━━━ Given data

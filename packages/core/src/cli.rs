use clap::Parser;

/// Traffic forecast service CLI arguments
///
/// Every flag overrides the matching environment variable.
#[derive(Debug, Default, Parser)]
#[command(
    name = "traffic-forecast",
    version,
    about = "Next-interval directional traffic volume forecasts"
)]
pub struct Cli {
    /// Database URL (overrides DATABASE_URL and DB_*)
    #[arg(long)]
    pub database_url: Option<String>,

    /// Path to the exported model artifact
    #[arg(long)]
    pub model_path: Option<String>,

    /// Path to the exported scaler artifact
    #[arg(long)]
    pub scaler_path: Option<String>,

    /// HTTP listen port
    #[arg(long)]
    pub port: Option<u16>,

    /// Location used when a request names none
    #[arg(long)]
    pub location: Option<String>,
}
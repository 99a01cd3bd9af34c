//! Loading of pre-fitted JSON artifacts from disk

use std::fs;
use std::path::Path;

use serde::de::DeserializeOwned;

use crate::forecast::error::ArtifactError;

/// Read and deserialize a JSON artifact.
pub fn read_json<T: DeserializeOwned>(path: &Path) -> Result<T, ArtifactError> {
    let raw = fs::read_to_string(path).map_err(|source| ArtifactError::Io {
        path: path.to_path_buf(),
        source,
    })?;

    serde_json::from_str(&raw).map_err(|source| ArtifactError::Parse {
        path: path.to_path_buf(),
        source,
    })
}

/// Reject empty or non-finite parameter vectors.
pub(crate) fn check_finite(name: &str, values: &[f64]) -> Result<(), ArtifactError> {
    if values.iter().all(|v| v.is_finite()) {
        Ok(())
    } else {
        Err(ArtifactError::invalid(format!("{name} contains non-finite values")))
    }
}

━━━━━━

Please count up the lines above that include the string "crate" and respond with the total alone.

• [Response to the exercise]:
2